Вена, какой ее знал Отто Мюллер 4 страница
Моцарт вывел меня из задумчивости, проговорив: «Кауниц только притворялся, что оказывает мне помощь. Я был забавой для Габсбургов, они баловали меня своим вниманием, пока были молоды, а потом позабыли. Нам пора начинать репетицию. Без меня они допустят множество ошибок». И он ласково взял меня за руку и повел в театр.
Времени оставалось в обрез. Премьера оперы была назначена через две недели, а в тот день должна была состояться первая репетиция с оркестром, но без певцов, потому что часть либретто еще не была готова, и я, как, видимо, и Моцарт, сознавал, какие потребуются титанические усилия, чтобы премьера прошла в намеченный срок. Мы подошли к музыкантам, и я почувствовал волнение, владевшее всеми. Скрипач из оркестровой ямы сообщил Моцарту:
«Маэстро, концертмейстер заболел, по-видимому, у него „итальянская болезнь“. Еще вчера он был совершенно здоров».
Словно по тайному знаку, граф Орсини-Розенберг, директор императорских театров, сидевший в задних рядах партера, прошел по проходу и сказал Моцарту:
«Репетицию придется отменить. Мы не можем репетировать без концертмейстера».
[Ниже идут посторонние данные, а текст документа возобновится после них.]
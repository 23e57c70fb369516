use anyhow::{Context, Result};
use clap::Parser;
use crossterm::{
    event::{DisableMouseCapture, EnableMouseCapture},
    execute,
    terminal::{disable_raw_mode, enable_raw_mode, EnterAlternateScreen, LeaveAlternateScreen},
};
use finscale::api::{HttpClient, LedgerApi};
use finscale::config::{Args, Settings};
use finscale::format;
use finscale::notify::Notifier;
use finscale::query::QueryCache;
use finscale::reference::ReferenceIdGenerator;
use finscale::ui::{run_app, App};
use ratatui::{backend::CrosstermBackend, Terminal};
use std::fs::OpenOptions;
use std::io;
use std::panic;
use std::sync::Mutex;
use tracing::info;
use tracing_subscriber::layer::SubscriberExt;
use tracing_subscriber::util::SubscriberInitExt;
use tracing_subscriber::{fmt, EnvFilter};

fn cleanup_terminal() {
    let _ = disable_raw_mode();
    let _ = execute!(io::stdout(), LeaveAlternateScreen, DisableMouseCapture);
}

fn setup_logging(settings: &Settings) -> Result<()> {
    let filter = EnvFilter::try_from_default_env()
        .or_else(|_| EnvFilter::try_new(&settings.log_level))
        .context("invalid log level")?;

    if settings.check {
        tracing_subscriber::registry()
            .with(filter)
            .with(fmt::layer().with_target(false).with_writer(io::stderr))
            .init();
    } else {
        // The TUI owns the terminal, so logs go to a file.
        let file = OpenOptions::new()
            .create(true)
            .append(true)
            .open(&settings.log_file)
            .with_context(|| format!("cannot open log file {}", settings.log_file.display()))?;
        tracing_subscriber::registry()
            .with(filter)
            .with(fmt::layer().with_ansi(false).with_writer(Mutex::new(file)))
            .init();
    }
    Ok(())
}

async fn check(api: &LedgerApi) -> Result<()> {
    println!("Checking {}...", api.http().base_url());

    let health = api.get_health().await.context("health check failed")?;
    println!("✅ Server is healthy: {}", health);

    let accounts = api.list_accounts().await.context("listing accounts failed")?;
    println!("Found {} accounts:", accounts.len());
    for acc in accounts {
        let balance = format::format_balance(&acc.balance);
        println!(
            "  - {:<8} {:<24} {:<10} {:>18} {}",
            acc.account_code,
            acc.name,
            format::account_type_label(acc.account_type),
            balance.text,
            acc.currency
        );
    }
    Ok(())
}

#[tokio::main]
async fn main() -> Result<()> {
    let settings = Settings::from_args(Args::parse())?;
    setup_logging(&settings)?;
    info!(base_url = %settings.base_url, "starting finscale");

    let (notifier, toasts) = Notifier::channel();
    let http = HttpClient::new(settings.base_url.clone(), settings.timeout)
        .with_notifier(notifier.clone());
    let api = LedgerApi::new(http);

    // Check mode - test the API and exit
    if settings.check {
        if let Err(e) = check(&api).await {
            eprintln!("❌ {:#}", e);
            std::process::exit(1);
        }
        return Ok(());
    }

    // Set up panic hook to restore terminal
    let original_hook = panic::take_hook();
    panic::set_hook(Box::new(move |panic_info| {
        cleanup_terminal();
        original_hook(panic_info);
    }));

    // Setup terminal
    enable_raw_mode()?;
    let mut stdout = io::stdout();
    execute!(stdout, EnterAlternateScreen, EnableMouseCapture)?;
    let backend = CrosstermBackend::new(stdout);
    let mut terminal = Terminal::new(backend)?;

    // Create app and run
    let app = App::new(
        api,
        notifier,
        toasts,
        ReferenceIdGenerator::new(settings.reference_scheme),
        QueryCache::new(settings.query_retries, settings.retry_delay),
    );
    let res = run_app(&mut terminal, app);

    // Restore terminal
    cleanup_terminal();
    terminal.show_cursor()?;

    if let Err(err) = res {
        eprintln!("Error: {:?}", err);
    }

    Ok(())
}
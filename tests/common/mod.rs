#![allow(dead_code)]

//! In-process fake of the ledger backend.

use anyhow::Result;
use axum::extract::State;
use axum::http::StatusCode;
use axum::response::{IntoResponse, Response};
use axum::routing::{get, post};
use axum::{Json, Router};
use serde_json::{json, Value};
use std::sync::atomic::{AtomicUsize, Ordering};
use std::sync::{Arc, Mutex};
use std::time::Duration;

use finscale::api::{HttpClient, LedgerApi};
use finscale::notify::{Notifier, Toasts};

/// Account code the fake backend refuses to post to.
pub const UNKNOWN_ACCOUNT: &str = "9999";

#[derive(Clone, Default)]
pub struct Backend {
    pub bodies: Arc<Mutex<Vec<Value>>>,
    pub account_calls: Arc<AtomicUsize>,
    pub failing_account_calls: usize,
    pub garbage_accounts: bool,
    pub health_delay: Duration,
}

impl Backend {
    pub fn received(&self) -> Vec<Value> {
        self.bodies.lock().unwrap().clone()
    }

    pub fn account_calls(&self) -> usize {
        self.account_calls.load(Ordering::SeqCst)
    }
}

pub fn sample_accounts() -> Value {
    json!([
        {"ID": 1, "AccountCode": "1001", "Name": "Cash", "Type": 1, "Currency": "CNY",
         "Balance": "1000.5", "Version": 1, "Status": 1},
        {"ID": 2, "AccountCode": "2001", "Name": "Customer Deposits", "Type": 2, "Currency": "CNY",
         "Balance": "-50.5", "Version": 4, "Status": 1}
    ])
}

async fn health(State(backend): State<Backend>) -> Json<Value> {
    tokio::time::sleep(backend.health_delay).await;
    Json(json!({"status": "ok"}))
}

async fn accounts(State(backend): State<Backend>) -> Response {
    let call = backend.account_calls.fetch_add(1, Ordering::SeqCst);
    if call < backend.failing_account_calls {
        return (StatusCode::SERVICE_UNAVAILABLE, Json(json!({"error": "ledger warming up"})))
            .into_response();
    }
    if backend.garbage_accounts {
        return (StatusCode::OK, "<html>not json</html>").into_response();
    }
    Json(sample_accounts()).into_response()
}

async fn post_transaction(State(backend): State<Backend>, Json(body): Json<Value>) -> Response {
    let tx_id = {
        let mut bodies = backend.bodies.lock().unwrap();
        bodies.push(body.clone());
        bodies.len()
    };

    let unknown = body["postings"]
        .as_array()
        .map(|p| p.iter().any(|p| p["account_code"] == UNKNOWN_ACCOUNT))
        .unwrap_or(false);
    if unknown {
        return (
            StatusCode::INTERNAL_SERVER_ERROR,
            Json(json!({"error": format!("account {} not found", UNKNOWN_ACCOUNT)})),
        )
            .into_response();
    }

    Json(json!({
        "message": "Transaction posted successfully",
        "tx_id": tx_id,
        "reference_id": body["reference_id"],
        "posted_at": "2024-03-01T10:00:00.123456+08:00"
    }))
    .into_response()
}

/// Serve the fake backend on an ephemeral port; returns the API base URL.
pub async fn spawn(backend: Backend) -> Result<String> {
    let router = Router::new()
        .route("/api/v1/health", get(health))
        .route("/api/v1/ledger/accounts", get(accounts))
        .route("/api/v1/ledger/transactions", post(post_transaction))
        .with_state(backend);

    let listener = tokio::net::TcpListener::bind("127.0.0.1:0").await?;
    let addr = listener.local_addr()?;
    tokio::spawn(async move {
        let _ = axum::serve(listener, router).await;
    });
    Ok(format!("http://{}/api/v1", addr))
}

pub fn ledger_api(base_url: &str, timeout: Duration) -> (LedgerApi, Notifier, Toasts) {
    let (notifier, toasts) = Notifier::channel();
    let http = HttpClient::new(base_url, timeout).with_notifier(notifier.clone());
    (LedgerApi::new(http), notifier, toasts)
}

/// An address nothing listens on.
pub async fn dead_base_url() -> Result<String> {
    let listener = tokio::net::TcpListener::bind("127.0.0.1:0").await?;
    let addr = listener.local_addr()?;
    drop(listener);
    Ok(format!("http://{}/api/v1", addr))
}

/// An address that accepts connections but never answers.
pub async fn silent_base_url() -> Result<String> {
    let listener = tokio::net::TcpListener::bind("127.0.0.1:0").await?;
    let addr = listener.local_addr()?;
    tokio::spawn(async move {
        let mut held = Vec::new();
        while let Ok((socket, _)) = listener.accept().await {
            held.push(socket);
        }
    });
    Ok(format!("http://{}/api/v1", addr))
}
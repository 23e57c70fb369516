use ratatui::style::{Color, Modifier, Style};

use crate::api::AccountType;

/// Colours shared by every view.
#[derive(Debug, Clone, Copy)]
pub struct Theme {
    pub primary: Color,
    pub muted: Color,
    pub text: Color,
    pub error: Color,
    pub success: Color,
}

impl Default for Theme {
    fn default() -> Self {
        Self {
            primary: Color::Rgb(0x16, 0x77, 0xff),
            muted: Color::DarkGray,
            text: Color::White,
            error: Color::Red,
            success: Color::Green,
        }
    }
}

impl Theme {
    pub fn focused(&self) -> Style {
        Style::default().fg(self.primary).add_modifier(Modifier::BOLD)
    }

    pub fn label(&self, focused: bool) -> Style {
        if focused {
            self.focused()
        } else {
            Style::default().fg(Color::Gray)
        }
    }

    pub fn border(&self, focused: bool) -> Style {
        Style::default().fg(if focused { self.primary } else { self.muted })
    }

    pub fn account_type(&self, code: i32) -> Color {
        match AccountType::from_code(code) {
            Some(AccountType::Asset) => Color::Blue,
            Some(AccountType::Liability) => Color::Rgb(0xfa, 0x8c, 0x16),
            Some(AccountType::Equity) => Color::Magenta,
            Some(AccountType::Income) => Color::Green,
            Some(AccountType::Expense) => Color::Red,
            None => Color::Gray,
        }
    }
}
«Мы не можем позволить себе новой отсрочки! – вскричал Моцарт. – Еще одна задержка, и постановка оперы провалится, господин директор».
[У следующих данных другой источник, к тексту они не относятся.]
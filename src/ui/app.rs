//! Application State and Logic
//!
//! This module defines the core application state for the FinScale CLI. It
//! manages:
//!
//! - View management (posting form, account list)
//! - Key handling for the posting form and the account table
//! - Submitting transactions and loading accounts through the ledger API
//! - The transient notification area and backend health
//!
//! `App` is the central state container. `App::handle_key` turns key presses
//! into state changes plus an optional `Action` that needs the network.
//! `App::dispatch` runs that action on a spawned task whose `Completion` comes
//! back over a channel, and `run_app` drains the channel every tick.

use crossterm::event::{self, Event, KeyCode, KeyEvent, KeyEventKind, KeyModifiers};
use ratatui::{backend::CrosstermBackend, widgets::TableState, Terminal};
use std::future::Future;
use std::io::Stdout;
use std::sync::Arc;
use std::time::{Duration, Instant};
use tokio::sync::mpsc;
use tracing::{info, warn};

use super::form::{Field, PostingForm};
use super::theme::Theme;
use crate::api::{
    Account, ApiError, Direction, LedgerApi, TransactionRequest, TransactionResponse,
};
use crate::notify::{Notifier, Toasts};
use crate::query::QueryCache;
use crate::reference::ReferenceIdGenerator;

pub type AppResult<T> = anyhow::Result<T>;

/// Cache key of the account list query.
pub const ACCOUNTS_KEY: &str = "accounts";

#[derive(Debug, Clone, Copy, PartialEq, Eq)]
pub enum View {
    Posting,
    Accounts,
}

impl View {
    pub fn all() -> Vec<View> {
        vec![View::Posting, View::Accounts]
    }

    pub fn title(&self) -> &'static str {
        match self {
            View::Posting => "Post Transaction",
            View::Accounts => "Accounts",
        }
    }
}

#[derive(Debug, Clone, Copy, PartialEq, Eq)]
pub enum Health {
    Unknown,
    Up,
    Down,
}

/// Network work a key press asks `App::dispatch` to start.
#[derive(Debug, Clone, PartialEq, Eq)]
pub enum Action {
    None,
    Submit(TransactionRequest),
    LoadAccounts,
    RefreshAccounts,
}

/// Result of a background network call, applied on the UI loop.
#[derive(Debug)]
pub enum Completion {
    Health(Health),
    Posted {
        request: TransactionRequest,
        result: Result<TransactionResponse, ApiError>,
    },
    Accounts(Result<Vec<Account>, ApiError>),
}

pub struct App {
    pub api: LedgerApi,
    pub current_view: View,
    pub running: bool,
    pub theme: Theme,

    // Posting view
    pub form: PostingForm,
    pub references: ReferenceIdGenerator,

    // Accounts view
    pub accounts: QueryCache<Vec<Account>>,
    pub account_state: TableState,

    // Status
    pub notifier: Notifier,
    pub toasts: Toasts,
    pub health: Health,
    pub loading: bool,

    completions_tx: mpsc::UnboundedSender<Completion>,
    completions_rx: mpsc::UnboundedReceiver<Completion>,
    in_flight: usize,
}

impl App {
    pub fn new(
        api: LedgerApi,
        notifier: Notifier,
        toasts: Toasts,
        mut references: ReferenceIdGenerator,
        accounts: QueryCache<Vec<Account>>,
    ) -> Self {
        let form = PostingForm::new(references.next_id());
        let (completions_tx, completions_rx) = mpsc::unbounded_channel();

        Self {
            api,
            current_view: View::Posting,
            running: true,
            theme: Theme::default(),
            form,
            references,
            accounts,
            account_state: TableState::default(),
            notifier,
            toasts,
            health: Health::Unknown,
            loading: false,
            completions_tx,
            completions_rx,
            in_flight: 0,
        }
    }

    pub fn cached_accounts(&self) -> Option<Arc<Vec<Account>>> {
        self.accounts.get(ACCOUNTS_KEY)
    }

    /// Number of network calls still running in the background.
    pub fn pending(&self) -> usize {
        self.in_flight
    }

    /// Start the work `action` asks for without waiting for it.
    pub fn dispatch(&mut self, action: Action) {
        match action {
            Action::None => {}
            Action::Submit(request) => self.spawn_submit(request),
            Action::LoadAccounts => self.spawn_load_accounts(),
            Action::RefreshAccounts => {
                if !self.loading {
                    self.accounts.invalidate(ACCOUNTS_KEY);
                    self.spawn_load_accounts();
                }
            }
        }
    }

    pub fn spawn_health_check(&mut self) {
        let api = self.api.clone();
        self.spawn(async move {
            let health = match api.get_health().await {
                Ok(_) => Health::Up,
                Err(_) => Health::Down,
            };
            Completion::Health(health)
        });
    }

    fn spawn_submit(&mut self, request: TransactionRequest) {
        let api = self.api.clone();
        self.spawn(async move {
            let result = api.post_transaction(&request).await;
            Completion::Posted { request, result }
        });
    }

    fn spawn_load_accounts(&mut self) {
        if self.loading || self.cached_accounts().is_some() {
            return;
        }
        self.loading = true;
        let api = self.api.clone();
        let policy = self.accounts.policy();
        self.spawn(async move {
            let result = policy.run(ACCOUNTS_KEY, || api.list_accounts()).await;
            Completion::Accounts(result)
        });
    }

    fn spawn<F>(&mut self, work: F)
    where
        F: Future<Output = Completion> + Send + 'static,
    {
        self.in_flight += 1;
        let tx = self.completions_tx.clone();
        tokio::spawn(async move {
            // The receiver only goes away when the app has quit.
            let _ = tx.send(work.await);
        });
    }

    /// Apply every finished background call without blocking.
    pub fn poll_completions(&mut self) -> usize {
        let mut applied = 0;
        while let Ok(completion) = self.completions_rx.try_recv() {
            self.apply(completion);
            applied += 1;
        }
        applied
    }

    /// Wait for the next background call to finish and apply it.
    pub async fn next_completion(&mut self) -> bool {
        if self.in_flight == 0 {
            return false;
        }
        match self.completions_rx.recv().await {
            Some(completion) => {
                self.apply(completion);
                true
            }
            None => false,
        }
    }

    fn apply(&mut self, completion: Completion) {
        self.in_flight = self.in_flight.saturating_sub(1);
        match completion {
            Completion::Health(health) => self.health = health,
            Completion::Posted { request, result } => match result {
                Ok(response) => {
                    info!(
                        tx_id = response.tx_id,
                        reference_id = %response.reference_id,
                        "transaction posted"
                    );
                    self.notifier
                        .success(format!("{} (TX #{})", response.message, response.tx_id));
                    let next = self.references.next_id();
                    self.form.complete_success(response, next);
                }
                Err(err) => {
                    // The client already notified the user.
                    warn!(reference_id = %request.reference_id, error = %err, "posting failed");
                    self.form.complete_failure();
                }
            },
            Completion::Accounts(result) => {
                self.loading = false;
                if let Ok(accounts) = result {
                    let accounts = self.accounts.insert(ACCOUNTS_KEY, accounts);
                    let selected = match self.account_state.selected() {
                        _ if accounts.is_empty() => None,
                        Some(i) => Some(i.min(accounts.len() - 1)),
                        None => Some(0),
                    };
                    self.account_state.select(selected);
                }
            }
        }
    }

    // Navigation

    pub fn goto_view(&mut self, view: View) -> Action {
        self.current_view = view;
        if view == View::Accounts && self.cached_accounts().is_none() && !self.loading {
            Action::LoadAccounts
        } else {
            Action::None
        }
    }

    pub fn next_view(&mut self) -> Action {
        let views = View::all();
        let idx = views.iter().position(|v| *v == self.current_view).unwrap_or(0);
        self.goto_view(views[(idx + 1) % views.len()])
    }

    pub fn prev_view(&mut self) -> Action {
        let views = View::all();
        let idx = views.iter().position(|v| *v == self.current_view).unwrap_or(0);
        self.goto_view(views[(idx + views.len() - 1) % views.len()])
    }

    pub fn select_next_account(&mut self) {
        let len = self.cached_accounts().map(|a| a.len()).unwrap_or(0);
        let i = self.account_state.selected().unwrap_or(0);
        if len > 0 {
            self.account_state.select(Some((i + 1).min(len - 1)));
        }
    }

    pub fn select_prev_account(&mut self) {
        let i = self.account_state.selected().unwrap_or(0);
        self.account_state.select(Some(i.saturating_sub(1)));
    }

    pub fn reset_form(&mut self) {
        let next = self.references.next_id();
        self.form.reset(next);
    }

    // Keys

    pub fn handle_key(&mut self, key: KeyEvent) -> Action {
        let ctrl = key.modifiers.contains(KeyModifiers::CONTROL);

        if ctrl && matches!(key.code, KeyCode::Char('c') | KeyCode::Char('q')) {
            self.running = false;
            return Action::None;
        }

        match key.code {
            KeyCode::F(1) => return self.goto_view(View::Posting),
            KeyCode::F(2) => return self.goto_view(View::Accounts),
            _ => {}
        }

        match self.current_view {
            View::Posting => self.handle_posting_key(key.code, ctrl),
            View::Accounts => self.handle_accounts_key(key.code),
        }
    }

    fn handle_posting_key(&mut self, code: KeyCode, ctrl: bool) -> Action {
        let focus = self.form.focus;

        match code {
            KeyCode::Char('a') if ctrl => self.form.add_line(),
            KeyCode::Char('d') if ctrl => self.form.remove_focused_line(),
            KeyCode::Enter => {
                return match self.form.begin_submit() {
                    Some(request) => Action::Submit(request),
                    None => Action::None,
                };
            }
            KeyCode::Esc if !self.form.is_submitting() => self.reset_form(),
            KeyCode::Tab | KeyCode::Down => self.form.focus_next(),
            KeyCode::BackTab | KeyCode::Up => self.form.focus_prev(),
            KeyCode::Left if !focus.is_text() => self.form.cycle_option(false),
            KeyCode::Right if !focus.is_text() => self.form.cycle_option(true),
            KeyCode::Char(' ') if !focus.is_text() => self.form.cycle_option(true),
            KeyCode::Char(c) => match focus {
                Field::Direction(i) if c.eq_ignore_ascii_case(&'d') => {
                    self.form.set_direction(i, Direction::Debit)
                }
                Field::Direction(i) if c.eq_ignore_ascii_case(&'c') => {
                    self.form.set_direction(i, Direction::Credit)
                }
                _ if !ctrl => {
                    self.form.insert_char(c);
                }
                _ => {}
            },
            KeyCode::Backspace => self.form.backspace(),
            _ => {}
        }
        Action::None
    }

    fn handle_accounts_key(&mut self, code: KeyCode) -> Action {
        match code {
            KeyCode::Char('q') | KeyCode::Esc => self.running = false,
            KeyCode::Tab | KeyCode::Right => return self.next_view(),
            KeyCode::BackTab | KeyCode::Left => return self.prev_view(),
            KeyCode::Char('1') => return self.goto_view(View::Posting),
            KeyCode::Char('2') => return self.goto_view(View::Accounts),
            KeyCode::Down | KeyCode::Char('j') => self.select_next_account(),
            KeyCode::Up | KeyCode::Char('k') => self.select_prev_account(),
            KeyCode::Home => self.account_state.select(Some(0)),
            KeyCode::End => {
                let len = self.cached_accounts().map(|a| a.len()).unwrap_or(0);
                if len > 0 {
                    self.account_state.select(Some(len - 1));
                }
            }
            KeyCode::Char('r') if !self.loading => return Action::RefreshAccounts,
            _ => {}
        }
        Action::None
    }
}

/// Event loop. Network calls run on spawned tasks, so keys (Ctrl+C included)
/// and toasts keep being handled while a call is outstanding.
pub fn run_app(terminal: &mut Terminal<CrosstermBackend<Stdout>>, mut app: App) -> AppResult<()> {
    app.spawn_health_check();

    loop {
        app.poll_completions();
        app.toasts.tick(Instant::now());
        terminal.draw(|f| super::views::draw(f, &mut app))?;

        if event::poll(Duration::from_millis(100))? {
            if let Event::Key(key) = event::read()? {
                if key.kind == KeyEventKind::Press {
                    let action = app.handle_key(key);
                    app.dispatch(action);
                }
            }
        }

        if !app.running {
            if app.pending() > 0 {
                info!(pending = app.pending(), "quitting with calls in flight");
            }
            return Ok(());
        }
    }
}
Граф строго заметил: «Плохо отрепетированную оперу ставить нельзя, Моцарт, нам придется позаботиться о новом концертмейстере».
«Хорошо», согласился Моцарт. Он искал глазами да Понте, который нанял прежнего концертмейстера, но либреттиста нигде не было видно.
|
|
«Это наша обязанность. Мне очень жаль, но это так», сказал Орсини-Розенберг.
Однако мне показалось, что директор императорских театров, который правил железной рукой в оперном мире Вены, кроме тех редких случаев, когда ему приходилось Подчиняться воле императора, вовсе не жалеет о случившемся. Мне было известно, что граф не одобряет Моцарта: это стало очевидным во время постановки «Фигаро», увидевшего свет лишь благодаря изворотливости да Понте.
Орсини-Розенберг повторил: «Без концертмейстера репетиция не состоится».
Граф предложил оркестрантам отправляться домой, Моцарт был в полной растерянности, и тогда я решился:
«Позвольте, маэстро, предложить вам свои услуги. Я могу взять на себя обязанности концертмейстера».
«Мюллер – посредственный музыкант. Он и со своей-то партией еле справляется. Это невозможно!» – с презрением сказал Розенберг.
Орсини-Розенберг не сомневался в своей правоте, но Моцарт возразил:
«Мюллер исполнял партию первой скрипки в „Свадьбе Фигаро“ и в „Дон Жуане“. Тогда, ваше сиятельство, вы были им довольны».
«Что поделаешь, тогда мы от него не могли избавиться».
|
|
«Ваше сиятельство, я буду жаловаться императору», – объявил Моцарт.
«Какому? Сомневаюсь, проживет ли Иосиф еще неделю».
«Мюллер отлично играет с листа, – настаивал Моцарт, – у него чистый и приятный звук, он обладает вкусом и играет безупречно. Займите место концертмейстера, господин Мюллер, я уверен, что мы справимся».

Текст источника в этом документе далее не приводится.